Of course, Snape and Leah had done what they could to give their children something of a "going away" experience when they finally turned eleven. They still packed them up and dropped them off at the train station so they could get the experience of riding the Hogwarts Express for the first time like everybody else. Xavier had done it every year and looked forward to it. Stella had stopped after three. She decided it was silly to take a train somewhere when she lived there anyway.

"I suppose," he conceded. "I like to think I've given her every opportunity that she needs. I've tried to present the Dark Arts both theoretically and practically. But I don't use the same approach as Durmstrang and I have my reasons for that."

"And you shouldn't feel like you have to defend your reasons either," said Leah, quickly. "You know what you're doing, and I don't think this in itself was at all intended to be a criticism from Stella. She's just... she's almost sixteen. She's already a young lady. I knew we couldn't hold her here forever," Leah said, in a resigned tone.

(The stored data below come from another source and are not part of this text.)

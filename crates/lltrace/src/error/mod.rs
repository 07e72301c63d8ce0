//! # Error Types
//!
//! Every failure is reported to the immediate caller and nothing is retried.
//!
//! - [`GrammarError`]: a symbol or production could not be built from text
//! - [`DriveError`]: the driver rejected the input or hit a hole in the table
//! - [`TreeError`]: a trace could not be turned into a tree
//! - [`ParseError`]: either of the last two, from [`crate::parse`]
//!
//! Positions are 0-based indices into the token stream with `$` appended.
//!
//! ## Diagnostics Support
//!
//! When the `diagnostics` feature is enabled, the error types derive
//! [`miette::Diagnostic`] with stable codes.

use crate::grammar::{Lookahead, NonTerminal, Symbol};
use compact_str::CompactString;
use thiserror::Error;

#[cfg(feature = "diagnostics")]
use miette::Diagnostic;

/// Failure to build a symbol or production.
#[derive(Debug, Clone, PartialEq, Eq, Error)]
#[cfg_attr(feature = "diagnostics", derive(Diagnostic))]
pub enum GrammarError {
    #[error("symbol text is empty")]
    #[cfg_attr(feature = "diagnostics", diagnostic(code(lltrace::grammar::empty_symbol)))]
    EmptySymbol,

    #[error("`{0}` is not a terminal")]
    #[cfg_attr(
        feature = "diagnostics",
        diagnostic(
            code(lltrace::grammar::not_a_terminal),
            help("terminals must not start with an uppercase ASCII letter")
        )
    )]
    NotATerminal(CompactString),

    #[error("`{0}` is not a nonterminal")]
    #[cfg_attr(
        feature = "diagnostics",
        diagnostic(
            code(lltrace::grammar::not_a_nonterminal),
            help("nonterminals must start with an uppercase ASCII letter")
        )
    )]
    NotANonTerminal(CompactString),

    #[error("`{0}` is a reserved marker and cannot be used here")]
    #[cfg_attr(feature = "diagnostics", diagnostic(code(lltrace::grammar::reserved_symbol)))]
    ReservedSymbol(CompactString),

    #[error("production for `{left}` mixes ε with other symbols")]
    #[cfg_attr(feature = "diagnostics", diagnostic(code(lltrace::grammar::mixed_epsilon)))]
    MixedEpsilon { left: NonTerminal },

    #[error("production for `{left}` contains the end marker `$`")]
    #[cfg_attr(feature = "diagnostics", diagnostic(code(lltrace::grammar::end_marker)))]
    EndMarkerInProduction { left: NonTerminal },
}

/// Why a table cell could not be used.
#[derive(Debug, Clone, Copy, PartialEq, Eq)]
pub enum CellState {
    /// The row has no entry for the lookahead.
    Absent,
    /// The row holds an explicit error marker for the lookahead.
    Error,
}

/// Failure while driving the automaton.
#[derive(Debug, Clone, PartialEq, Eq, Error)]
#[cfg_attr(feature = "diagnostics", derive(Diagnostic))]
pub enum DriveError {
    /// The terminal on top of the stack differs from the current input.
    #[error("syntax error at position {position}: expected `{expected}`, found `{found}`")]
    #[cfg_attr(feature = "diagnostics", diagnostic(code(lltrace::driver::mismatch)))]
    Mismatch {
        position: usize,
        expected: Symbol,
        found: Lookahead,
    },

    /// The table has no row at all for a nonterminal on the stack.
    #[error("parsing table has no row for `{nonterminal}`")]
    #[cfg_attr(
        feature = "diagnostics",
        diagnostic(
            code(lltrace::driver::missing_row),
            help("every nonterminal reachable from the start symbol needs a table row")
        )
    )]
    MissingRow { nonterminal: NonTerminal },

    /// The row exists but has nothing usable for the lookahead.
    #[error("syntax error at position {position}: no production for `{nonterminal}` on `{lookahead}`")]
    #[cfg_attr(feature = "diagnostics", diagnostic(code(lltrace::driver::no_entry)))]
    NoEntry {
        position: usize,
        nonterminal: NonTerminal,
        lookahead: Lookahead,
        cell: CellState,
    },

    /// The configured step ceiling was reached before acceptance.
    #[error("derivation exceeded the limit of {limit} steps")]
    #[cfg_attr(feature = "diagnostics", diagnostic(code(lltrace::driver::step_limit)))]
    StepLimitExceeded { limit: usize },
}

impl DriveError {
    /// Input position the error refers to, when it has one.
    #[must_use]
    pub const fn position(&self) -> Option<usize> {
        match self {
            Self::Mismatch { position, .. } | Self::NoEntry { position, .. } => Some(*position),
            Self::MissingRow { .. } | Self::StepLimitExceeded { .. } => None,
        }
    }

    /// Whether this is a syntax error in the input, as opposed to a table
    /// or resource problem.
    #[must_use]
    pub const fn is_syntax_error(&self) -> bool {
        matches!(self, Self::Mismatch { .. } | Self::NoEntry { .. })
    }
}

/// A trace that cannot be turned into a tree.
#[derive(Debug, Clone, PartialEq, Eq, Error)]
#[cfg_attr(feature = "diagnostics", derive(Diagnostic))]
pub enum TreeError {
    #[error("trace is empty")]
    #[cfg_attr(feature = "diagnostics", diagnostic(code(lltrace::tree::empty_trace)))]
    EmptyTrace,

    #[error("initial configuration holds {stack_len} stack symbols, expected `$` and a start symbol")]
    #[cfg_attr(feature = "diagnostics", diagnostic(code(lltrace::tree::missing_start)))]
    MissingStartSymbol { stack_len: usize },

    #[error("configuration {index} has step {found}, expected {expected}")]
    #[cfg_attr(feature = "diagnostics", diagnostic(code(lltrace::tree::step_gap)))]
    NonConsecutiveStep {
        index: usize,
        expected: usize,
        found: usize,
    },

    #[error("step {step} needs a pending node but none is left")]
    #[cfg_attr(feature = "diagnostics", diagnostic(code(lltrace::tree::underflow)))]
    NodeStackUnderflow { step: usize },

    #[error("step {step} expands `{expected}` but the pending node is `{found}`")]
    #[cfg_attr(feature = "diagnostics", diagnostic(code(lltrace::tree::expansion_mismatch)))]
    ExpansionMismatch {
        step: usize,
        expected: NonTerminal,
        found: Symbol,
    },

    #[error("step {step} matches `{consumed}` but the pending node is `{found}`")]
    #[cfg_attr(feature = "diagnostics", diagnostic(code(lltrace::tree::match_mismatch)))]
    MatchMismatch {
        step: usize,
        consumed: Lookahead,
        found: Symbol,
    },

    #[error("step {step} matches a terminal but the previous configuration has no input left")]
    #[cfg_attr(feature = "diagnostics", diagnostic(code(lltrace::tree::no_token)))]
    NoConsumedToken { step: usize },

    #[error("trace ended with {pending} unfinished nodes")]
    #[cfg_attr(feature = "diagnostics", diagnostic(code(lltrace::tree::unfinished)))]
    UnfinishedNodes { pending: usize },
}

/// Error from [`crate::parse`].
#[derive(Debug, Clone, PartialEq, Eq, Error)]
#[cfg_attr(feature = "diagnostics", derive(Diagnostic))]
pub enum ParseError {
    #[error(transparent)]
    #[cfg_attr(feature = "diagnostics", diagnostic(transparent))]
    Drive(#[from] DriveError),

    #[error(transparent)]
    #[cfg_attr(feature = "diagnostics", diagnostic(transparent))]
    Tree(#[from] TreeError),
}

#[cfg(test)]
mod tests {
    use super::*;

    #[test]
    fn messages_name_the_parts() {
        let err = DriveError::NoEntry {
            position: 2,
            nonterminal: NonTerminal::new("T").unwrap(),
            lookahead: Lookahead::End,
            cell: CellState::Absent,
        };
        assert_eq!(
            err.to_string(),
            "syntax error at position 2: no production for `T` on `$`"
        );
        assert_eq!(err.position(), Some(2));
        assert!(err.is_syntax_error());

        let err = DriveError::MissingRow {
            nonterminal: NonTerminal::new("X").unwrap(),
        };
        assert_eq!(err.to_string(), "parsing table has no row for `X`");
        assert_eq!(err.position(), None);
        assert!(!err.is_syntax_error());
    }

    #[test]
    fn parse_error_is_transparent() {
        let err: ParseError = TreeError::EmptyTrace.into();
        assert_eq!(err.to_string(), "trace is empty");
    }
}
use crate::driver::SymbolStack;
use crate::grammar::{Lookahead, Production, Symbol};
use std::ops::Index;
use std::sync::Arc;

#[cfg(feature = "serialize")]
use serde::{Deserialize, Serialize};

/// The unread part of the input: a shared buffer of `tokens ++ [$]` and the
/// position of the input pointer.
#[derive(Debug, Clone)]
pub struct RemainingInput {
    buffer: Arc<[Lookahead]>,
    offset: usize,
}

impl RemainingInput {
    /// Wrap an already terminated buffer. `offset` is clamped to its length.
    #[must_use]
    pub fn new(buffer: Arc<[Lookahead]>, offset: usize) -> Self {
        let offset = offset.min(buffer.len());
        Self { buffer, offset }
    }

    /// Position of the input pointer in `tokens ++ [$]`.
    #[must_use]
    pub const fn position(&self) -> usize {
        self.offset
    }

    /// The unread tokens, next token first.
    #[must_use]
    pub fn as_slice(&self) -> &[Lookahead] {
        &self.buffer[self.offset..]
    }

    /// The next token, if any.
    #[must_use]
    pub fn front(&self) -> Option<&Lookahead> {
        self.buffer.get(self.offset)
    }

    /// Number of unread tokens, `$` included.
    #[must_use]
    pub fn len(&self) -> usize {
        self.buffer.len() - self.offset
    }

    /// Whether nothing, not even `$`, is left.
    #[must_use]
    pub fn is_empty(&self) -> bool {
        self.len() == 0
    }

    pub(crate) fn advance(&mut self) {
        if self.offset < self.buffer.len() {
            self.offset += 1;
        }
    }
}

impl PartialEq for RemainingInput {
    fn eq(&self, other: &Self) -> bool {
        self.as_slice() == other.as_slice()
    }
}

impl Eq for RemainingInput {}

/// One snapshot of the automaton.
///
/// Later moves of the driver never change a configuration that was already
/// emitted: the stack and input are shared, not aliased.
#[derive(Debug, Clone, PartialEq, Eq)]
pub struct Configuration {
    step: usize,
    stack: SymbolStack,
    input: RemainingInput,
    production: Option<Production>,
}

impl Configuration {
    /// Create a configuration from shared parts.
    #[must_use]
    pub const fn new(
        step: usize,
        stack: SymbolStack,
        input: RemainingInput,
        production: Option<Production>,
    ) -> Self {
        Self {
            step,
            stack,
            input,
            production,
        }
    }

    /// Build a configuration from plain symbol lists (stack bottom first,
    /// input next token first).
    #[must_use]
    pub fn from_parts(
        step: usize,
        stack: Vec<Symbol>,
        input: Vec<Lookahead>,
        production: Option<Production>,
    ) -> Self {
        Self {
            step,
            stack: SymbolStack::from_bottom(stack),
            input: RemainingInput::new(input.into(), 0),
            production,
        }
    }

    /// Step number, 0 for the initial configuration.
    #[must_use]
    pub const fn step(&self) -> usize {
        self.step
    }

    /// The stack, top first when iterated.
    #[must_use]
    pub const fn stack(&self) -> &SymbolStack {
        &self.stack
    }

    /// The unread input at this step.
    #[must_use]
    pub const fn input(&self) -> &RemainingInput {
        &self.input
    }

    /// Production applied to reach this configuration, `None` for the initial
    /// configuration and for terminal matches.
    #[must_use]
    pub const fn production(&self) -> Option<&Production> {
        self.production.as_ref()
    }

    /// Whether this configuration came from matching a terminal.
    #[must_use]
    pub const fn is_match(&self) -> bool {
        self.step > 0 && self.production.is_none()
    }

    /// Stack `[$]` against input `[$]`: the accepting configuration.
    #[must_use]
    pub fn is_accepting(&self) -> bool {
        self.stack.len() == 1
            && self.stack.top().is_some_and(Symbol::is_end_marker)
            && matches!(self.input.as_slice(), [Lookahead::End])
    }

    /// A plain copy for rendering or serialization.
    #[must_use]
    pub fn to_record(&self) -> ConfigurationRecord {
        ConfigurationRecord {
            step: self.step,
            stack: self.stack.to_vec(),
            input: self.input.as_slice().to_vec(),
            production: self.production.clone(),
        }
    }
}

/// A configuration copied into plain vectors.
#[derive(Debug, Clone, PartialEq, Eq)]
#[cfg_attr(feature = "serialize", derive(Serialize, Deserialize))]
pub struct ConfigurationRecord {
    pub step: usize,
    /// Bottom first.
    pub stack: Vec<Symbol>,
    /// Next token first.
    pub input: Vec<Lookahead>,
    #[cfg_attr(feature = "serialize", serde(default, skip_serializing_if = "Option::is_none"))]
    pub production: Option<Production>,
}

impl From<ConfigurationRecord> for Configuration {
    fn from(record: ConfigurationRecord) -> Self {
        Self::from_parts(record.step, record.stack, record.input, record.production)
    }
}

/// The ordered derivation log produced by the driver.
#[derive(Debug, Clone, Default, PartialEq, Eq)]
pub struct Trace {
    configurations: Vec<Configuration>,
}

impl Trace {
    /// Create an empty trace.
    #[must_use]
    pub const fn new() -> Self {
        Self {
            configurations: Vec::new(),
        }
    }

    pub(crate) fn push(&mut self, configuration: Configuration) {
        self.configurations.push(configuration);
    }

    /// The configurations in step order.
    #[must_use]
    pub fn as_slice(&self) -> &[Configuration] {
        &self.configurations
    }

    /// Take the configurations out of the trace.
    #[must_use]
    pub fn into_vec(self) -> Vec<Configuration> {
        self.configurations
    }

    /// Number of configurations, the initial one included.
    #[must_use]
    pub fn len(&self) -> usize {
        self.configurations.len()
    }

    /// Whether the trace holds no configurations.
    #[must_use]
    pub fn is_empty(&self) -> bool {
        self.configurations.is_empty()
    }

    /// The initial configuration.
    #[must_use]
    pub fn first(&self) -> Option<&Configuration> {
        self.configurations.first()
    }

    /// The last configuration emitted.
    #[must_use]
    pub fn last(&self) -> Option<&Configuration> {
        self.configurations.last()
    }

    /// Iterate over the configurations in step order.
    pub fn iter(&self) -> std::slice::Iter<'_, Configuration> {
        self.configurations.iter()
    }

    /// Productions in the order they were applied: the leftmost derivation.
    pub fn productions(&self) -> impl Iterator<Item = &Production> {
        self.configurations.iter().filter_map(Configuration::production)
    }

    /// Whether the trace ends in the accepting configuration.
    #[must_use]
    pub fn is_accepted(&self) -> bool {
        self.last().is_some_and(Configuration::is_accepting)
    }

    /// Copy every configuration into a plain record.
    #[must_use]
    pub fn to_records(&self) -> Vec<ConfigurationRecord> {
        self.configurations.iter().map(Configuration::to_record).collect()
    }
}

impl From<Vec<Configuration>> for Trace {
    fn from(configurations: Vec<Configuration>) -> Self {
        Self { configurations }
    }
}

impl Index<usize> for Trace {
    type Output = Configuration;

    fn index(&self, index: usize) -> &Self::Output {
        &self.configurations[index]
    }
}

impl<'a> IntoIterator for &'a Trace {
    type Item = &'a Configuration;
    type IntoIter = std::slice::Iter<'a, Configuration>;

    fn into_iter(self) -> Self::IntoIter {
        self.configurations.iter()
    }
}

impl IntoIterator for Trace {
    type Item = Configuration;
    type IntoIter = std::vec::IntoIter<Configuration>;

    fn into_iter(self) -> Self::IntoIter {
        self.configurations.into_iter()
    }
}

impl AsRef<[Configuration]> for Trace {
    fn as_ref(&self) -> &[Configuration] {
        &self.configurations
    }
}
//! Indexed update tests: accumulating scatter vs last-write-wins assignment

#[cfg(test)]
mod tests {
    use tensile_core::{Array, Dtype, Engine, GatherPlan, IndexOp};
    use tensile_cpu::CpuEngine;

    fn float_array(values: &[f32], shape: &[usize]) -> Array<CpuEngine> {
        Array::from_slice(CpuEngine, values, shape).unwrap()
    }

    fn index_array(values: &[i32]) -> Array<CpuEngine> {
        Array::from_slice(CpuEngine, values, &[values.len()]).unwrap()
    }

    // ============ duplicate-index semantics ============

    #[test]
    fn test_at_add_applies_every_occurrence() {
        let arr = float_array(&[0.0, 0.0], &[2]);
        let idx = index_array(&[0, 1, 0, 1]);
        let out = arr.at(vec![IndexOp::from(&idx)]).add(1.0).unwrap();
        assert_eq!(out.as_vec::<f32>().unwrap(), vec![2.0, 2.0]);
    }

    #[test]
    fn test_direct_assignment_is_last_write_wins() {
        // the read-modify-write spelling of `arr[idx] += 1`: gather, add,
        // assign back; duplicates collapse to the last write
        let arr = float_array(&[0.0, 0.0], &[2]);
        let idx = index_array(&[0, 1, 0, 1]);
        let updated = arr.take(&idx, 0).unwrap().add(1.0).unwrap();
        let out = arr
            .index_assign(&[IndexOp::from(&idx)], updated)
            .unwrap();
        assert_eq!(out.as_vec::<f32>().unwrap(), vec![1.0, 1.0]);
    }

    #[test]
    fn test_at_never_mutates_the_input() {
        let arr = float_array(&[1.0, 1.0], &[2]);
        let idx = index_array(&[0, 0]);
        let _ = arr.at(vec![IndexOp::from(&idx)]).add(5.0).unwrap();
        assert_eq!(arr.as_vec::<f32>().unwrap(), vec![1.0, 1.0]);
    }

    // ============ dense fallback ============

    #[test]
    fn test_whole_array_update_takes_dense_path() {
        let arr = float_array(&[1.0, 1.0], &[2]);

        // resolution of an empty expression yields no gather at all
        let plan = CpuEngine.resolve_index(&[2], &[]).unwrap();
        assert!(matches!(plan, GatherPlan::Full));

        let out = arr.at(vec![]).multiply(2.0).unwrap();
        assert_eq!(out.as_vec::<f32>().unwrap(), vec![2.0, 2.0]);
    }

    #[test]
    fn test_slice_update_takes_dense_path() {
        let arr = float_array(&[1.0, 2.0, 3.0, 4.0], &[4]);

        let ops = vec![IndexOp::range(1, 3)];
        let plan = CpuEngine.resolve_index(&[4], &ops).unwrap();
        assert!(matches!(plan, GatherPlan::Slice { .. }));

        let out = arr.at(ops).add(10.0).unwrap();
        assert_eq!(out.as_vec::<f32>().unwrap(), vec![1.0, 12.0, 13.0, 4.0]);
    }

    // ============ the six ops ============

    #[test]
    fn test_at_subtract() {
        let arr = float_array(&[10.0, 10.0], &[2]);
        let idx = index_array(&[0, 0]);
        let out = arr.at(vec![IndexOp::from(&idx)]).subtract(2.0).unwrap();
        assert_eq!(out.as_vec::<f32>().unwrap(), vec![6.0, 10.0]);
    }

    #[test]
    fn test_at_multiply_duplicates() {
        let arr = float_array(&[2.0, 2.0], &[2]);
        let idx = index_array(&[0, 0, 1]);
        let out = arr.at(vec![IndexOp::from(&idx)]).multiply(3.0).unwrap();
        assert_eq!(out.as_vec::<f32>().unwrap(), vec![18.0, 6.0]);
    }

    #[test]
    fn test_at_divide() {
        let arr = float_array(&[8.0, 8.0], &[2]);
        let idx = index_array(&[1, 1]);
        let out = arr.at(vec![IndexOp::from(&idx)]).divide(2.0).unwrap();
        assert_eq!(out.as_vec::<f32>().unwrap(), vec![8.0, 2.0]);
    }

    #[test]
    fn test_at_minimum_maximum() {
        let arr = float_array(&[5.0, 5.0], &[2]);
        let idx = index_array(&[0]);
        let out = arr.at(vec![IndexOp::from(&idx)]).minimum(3.0).unwrap();
        assert_eq!(out.as_vec::<f32>().unwrap(), vec![3.0, 5.0]);
        let out = arr.at(vec![IndexOp::from(&idx)]).maximum(9.0).unwrap();
        assert_eq!(out.as_vec::<f32>().unwrap(), vec![9.0, 5.0]);
    }

    // ============ value promotion on the update path ============

    #[test]
    fn test_update_value_adopts_array_dtype() {
        let arr = Array::from_slice(CpuEngine, &[1i32, 2], &[2]).unwrap();
        let idx = index_array(&[0]);
        let out = arr.at(vec![IndexOp::from(&idx)]).add(1i64).unwrap();
        assert_eq!(out.dtype(), Dtype::Int32);
        assert_eq!(out.as_vec::<i32>().unwrap(), vec![2, 2]);
    }

    #[test]
    fn test_row_update_on_matrix() {
        let arr = float_array(&[0.0; 6], &[2, 3]);
        let idx = index_array(&[1, 1]);
        let out = arr.at(vec![IndexOp::from(&idx)]).add(1.0).unwrap();
        assert_eq!(
            out.as_vec::<f32>().unwrap(),
            vec![0.0, 0.0, 0.0, 2.0, 2.0, 2.0]
        );
    }
}
//! Shape and stride arithmetic
//!
//! Strides are per-dimension element deltas. They may be negative (reversed
//! views), zero (broadcast views), or simply not match the canonical
//! row-major layout, and all of the functions here accept that.

/// Upper bound on rank. Keeping it fixed lets the copy odometer live in a
/// stack array instead of a per-call heap allocation.
pub const MAX_RANK: usize = 16;

/// Canonical row-major strides for a shape, in element units.
pub fn row_major_strides(shape: &[usize]) -> Vec<isize> {
    let mut strides = vec![1isize; shape.len()];
    for d in (0..shape.len().saturating_sub(1)).rev() {
        strides[d] = strides[d + 1] * shape[d + 1] as isize;
    }
    strides
}

/// Logical number of elements; a rank-0 shape holds one.
pub fn element_count(shape: &[usize]) -> usize {
    shape.iter().product()
}

/// First dimension, scanning from the innermost outward, at which the
/// strides stop matching the canonical row-major layout.
///
/// Dimensions `[0, boundary)` must be iterated explicitly when copying;
/// dimensions `[boundary, rank)` form a single flat run. 0 means the whole
/// view is contiguous. Unit-extent dimensions are checked like any other:
/// one carrying a non-canonical stride lands before the boundary and is
/// visited by the odometer rather than skipped.
pub fn contiguous_boundary_dim(shape: &[usize], strides: &[isize]) -> usize {
    debug_assert_eq!(shape.len(), strides.len());
    let mut expected = 1isize;
    for d in (0..shape.len()).rev() {
        if strides[d] != expected {
            return d + 1;
        }
        expected *= shape[d] as isize;
    }
    0
}

/// Buffer span in elements: the furthest extent any single dimension
/// reaches, or the logical size for rank 0.
///
/// This differs from the logical element count for broadcast (zero-stride)
/// views and for offset or reversed views.
pub fn physical_extent(shape: &[usize], strides: &[isize]) -> usize {
    if shape.is_empty() {
        return 1;
    }
    shape
        .iter()
        .zip(strides.iter())
        .map(|(&n, &s)| (n as isize * s).unsigned_abs())
        .max()
        .unwrap_or(1)
}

"And she challenges me, too," Snape admitted. "She's always coming up with new problems to solve, new ways of looking at things, new hypothetical questions to ask. Her brain works very much like mine does, and it's a little unnerving sometimes."

"So what do you think we should do?" Leah asked.

Snape began thinking more practically. "I think that if she does this, one of us should visit her at least once a week, or require her to visit here. Travel can be arranged. She must come home for all major holidays."

Leah nodded in agreement.

"We should make sure she understands the importance of returning to Hogwarts for her last year."

"Yes."

"And..." Snape's voice trailed off. He appeared deep in thought.

"What is it?" Leah asked.

"I think I need to show her something. It won't be easy, but it has to be done. I want her to get it. To understand just what the Dark Arts can do to people."

"Oh? How are you going to do that?"

"I'm going to ask Minerva if I can borrow the Pensieve."